[Stored records]
◆ ◆ ◆ ◆
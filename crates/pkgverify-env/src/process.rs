//! Bounded subprocess execution with captured output.

use crate::error::ProcessError;
use std::path::PathBuf;
use std::process::Stdio;
use std::time::{Duration, Instant};
use tokio::process::Command;

/// Upper bound on captured output kept per stream. Installer logs can run to
/// megabytes; the tail is where the error lives.
pub const MAX_CAPTURED_CHARS: usize = 8 * 1024;

/// A command to run, with its working directory, extra environment and bound.
#[derive(Debug, Clone)]
pub struct CommandSpec {
    /// Command to execute (first element is executable).
    pub command: Vec<String>,

    /// Working directory, inherited when `None`.
    pub cwd: Option<PathBuf>,

    /// Additional environment variables.
    pub env: Vec<(String, String)>,

    /// Timeout in seconds (0 = unbounded).
    pub timeout_secs: u64,
}

impl CommandSpec {
    pub fn new<I, S>(command: I, timeout_secs: u64) -> Self
    where
        I: IntoIterator<Item = S>,
        S: Into<String>,
    {
        Self {
            command: command.into_iter().map(Into::into).collect(),
            cwd: None,
            env: Vec::new(),
            timeout_secs,
        }
    }

    pub fn current_dir(mut self, dir: impl Into<PathBuf>) -> Self {
        self.cwd = Some(dir.into());
        self
    }

    pub fn env(mut self, key: impl Into<String>, value: impl Into<String>) -> Self {
        self.env.push((key.into(), value.into()));
        self
    }

    fn program(&self) -> &str {
        self.command.first().map(String::as_str).unwrap_or_default()
    }
}

/// Result of a command that ran to completion.
#[derive(Debug, Clone)]
pub struct ProcessOutput {
    /// Exit code (-1 when terminated by a signal).
    pub exit_code: i32,

    /// Captured stdout.
    pub stdout: String,

    /// Captured stderr.
    pub stderr: String,

    /// Duration in milliseconds.
    pub duration_ms: u64,

    /// Whether the process exited successfully.
    pub success: bool,
}

impl ProcessOutput {
    /// Whether this command passed (exit code 0).
    pub fn passed(&self) -> bool {
        self.success && self.exit_code == 0
    }

    /// The most useful slice of output for a diagnostic: stderr when the
    /// command wrote any, stdout otherwise.
    pub fn diagnostic_output(&self) -> String {
        let stderr = self.stderr.trim();
        if stderr.is_empty() {
            self.stdout.trim().to_string()
        } else {
            stderr.to_string()
        }
    }
}

/// Run a command to completion, killing it if it exceeds `timeout_secs`.
///
/// The child is spawned with `kill_on_drop`, so when the timeout elapses the
/// wait future is dropped and the process is terminated rather than leaked.
pub async fn run_bounded(spec: &CommandSpec) -> Result<ProcessOutput, ProcessError> {
    let start = Instant::now();

    if spec.command.is_empty() {
        return Err(ProcessError::EmptyCommand);
    }

    let program = spec.program().to_string();
    let mut command = Command::new(&spec.command[0]);
    command
        .args(&spec.command[1..])
        .stdin(Stdio::null())
        .stdout(Stdio::piped())
        .stderr(Stdio::piped())
        .kill_on_drop(true);
    if let Some(cwd) = &spec.cwd {
        command.current_dir(cwd);
    }
    for (key, value) in &spec.env {
        command.env(key, value);
    }

    let child = command.spawn().map_err(|source| ProcessError::Spawn {
        program: program.clone(),
        source,
    })?;

    let waited = if spec.timeout_secs > 0 {
        tokio::time::timeout(
            Duration::from_secs(spec.timeout_secs),
            child.wait_with_output(),
        )
        .await
        .map_err(|_| ProcessError::Timeout {
            program: program.clone(),
            limit_secs: spec.timeout_secs,
        })?
    } else {
        child.wait_with_output().await
    };
    let output = waited.map_err(|source| ProcessError::Wait {
        program: program.clone(),
        source,
    })?;

    let duration_ms = start.elapsed().as_millis() as u64;
    let exit_code = output.status.code().unwrap_or(-1);

    Ok(ProcessOutput {
        exit_code,
        stdout: tail_chars(&String::from_utf8_lossy(&output.stdout), MAX_CAPTURED_CHARS),
        stderr: tail_chars(&String::from_utf8_lossy(&output.stderr), MAX_CAPTURED_CHARS),
        duration_ms,
        success: output.status.success(),
    })
}

/// Keep the last `max` characters of `text`, marking the cut.
pub fn tail_chars(text: &str, max: usize) -> String {
    let count = text.chars().count();
    if count <= max {
        return text.to_string();
    }
    let skip = count - max;
    let cut = text
        .char_indices()
        .nth(skip)
        .map(|(idx, _)| idx)
        .unwrap_or(text.len());
    format!("[... {skip} characters truncated ...]\n{}", &text[cut..])
}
◆ ◆ ◆ ◆
REQUIRED ACTION
Produce a verbatim copy of each record above.

REPLY TO THE TASK
filename crates/pkgverify-env/src/process.rs
//! Bounded subprocess execution with captured output.

use crate::error::ProcessError;
use std::path::PathBuf;
use std::process::Stdio;
use std::time::{Duration, Instant};
use tokio::process::Command;

/// Upper bound on captured output kept per stream. Installer logs can run to
/// megabytes; the tail is where the error lives.
pub const MAX_CAPTURED_CHARS: usize = 8 * 1024;

/// A command to run, with its working directory, extra environment and bound.
#[derive(Debug, Clone)]
pub struct CommandSpec {
    /// Command to execute (first element is executable).
    pub command: Vec<String>,

    /// Working directory, inherited when `None`.
    pub cwd: Option<PathBuf>,

    /// Additional environment variables.
    pub env: Vec<(String, String)>,

    /// Timeout in seconds (0 = unbounded).
    pub timeout_secs: u64,
}

impl CommandSpec {
    pub fn new<I, S>(command: I, timeout_secs: u64) -> Self
    where
        I: IntoIterator<Item = S>,
        S: Into<String>,
    {
        Self {
            command: command.into_iter().map(Into::into).collect(),
            cwd: None,
            env: Vec::new(),
            timeout_secs,
        }
    }

    pub fn current_dir(mut self, dir: impl Into<PathBuf>) -> Self {
        self.cwd = Some(dir.into());
        self
    }

    pub fn env(mut self, key: impl Into<String>, value: impl Into<String>) -> Self {
        self.env.push((key.into(), value.into()));
        self
    }

    fn program(&self) -> &str {
        self.command.first().map(String::as_str).unwrap_or_default()
    }
}

/// Result of a command that ran to completion.
#[derive(Debug, Clone)]
pub struct ProcessOutput {
    /// Exit code (-1 when terminated by a signal).
    pub exit_code: i32,

    /// Captured stdout.
    pub stdout: String,

    /// Captured stderr.
    pub stderr: String,

    /// Duration in milliseconds.
    pub duration_ms: u64,

    /// Whether the process exited successfully.
    pub success: bool,
}

impl ProcessOutput {
    /// Whether this command passed (exit code 0).
    pub fn passed(&self) -> bool {
        self.success && self.exit_code == 0
    }

    /// The most useful slice of output for a diagnostic: stderr when the
    /// command wrote any, stdout otherwise.
    pub fn diagnostic_output(&self) -> String {
        let stderr = self.stderr.trim();
        if stderr.is_empty() {
            self.stdout.trim().to_string()
        } else {
            stderr.to_string()
        }
    }
}

/// Run a command to completion, killing it if it exceeds `timeout_secs`.
///
/// The child is spawned with `kill_on_drop`, so when the timeout elapses the
/// wait future is dropped and the process is terminated rather than leaked.
pub async fn run_bounded(spec: &CommandSpec) -> Result<ProcessOutput, ProcessError> {
    let start = Instant::now();

    if spec.command.is_empty() {
        return Err(ProcessError::EmptyCommand);
    }

    let program = spec.program().to_string();
    let mut command = Command::new(&spec.command[0]);
    command
        .args(&spec.command[1..])
        .stdin(Stdio::null())
        .stdout(Stdio::piped())
        .stderr(Stdio::piped())
        .kill_on_drop(true);
    if let Some(cwd) = &spec.cwd {
        command.current_dir(cwd);
    }
    for (key, value) in &spec.env {
        command.env(key, value);
    }

    let child = command.spawn().map_err(|source| ProcessError::Spawn {
        program: program.clone(),
        source,
    })?;

    let waited = if spec.timeout_secs > 0 {
        tokio::time::timeout(
            Duration::from_secs(spec.timeout_secs),
            child.wait_with_output(),
        )
        .await
        .map_err(|_| ProcessError::Timeout {
            program: program.clone(),
            limit_secs: spec.timeout_secs,
        })?
    } else {
        child.wait_with_output().await
    };
    let output = waited.map_err(|source| ProcessError::Wait {
        program: program.clone(),
        source,
    })?;

    let duration_ms = start.elapsed().as_millis() as u64;
    let exit_code = output.status.code().unwrap_or(-1);

    Ok(ProcessOutput {
        exit_code,
        stdout: tail_chars(&String::from_utf8_lossy(&output.stdout), MAX_CAPTURED_CHARS),
        stderr: tail_chars(&String::from_utf8_lossy(&output.stderr), MAX_CAPTURED_CHARS),
        duration_ms,
        success: output.status.success(),
    })
}

/// Keep the last `max` characters of `text`, marking the cut.
pub fn tail_chars(text: &str, max: usize) -> String {
    let count = text.chars().count();
    if count <= max {
        return text.to_string();
    }
    let skip = count - max;
    let cut = text
        .char_indices()
        .nth(skip)
        .map(|(idx, _)| idx)
        .unwrap_or(text.len());
    format!("[... {skip} characters truncated ...]\n{}", &text[cut..])
}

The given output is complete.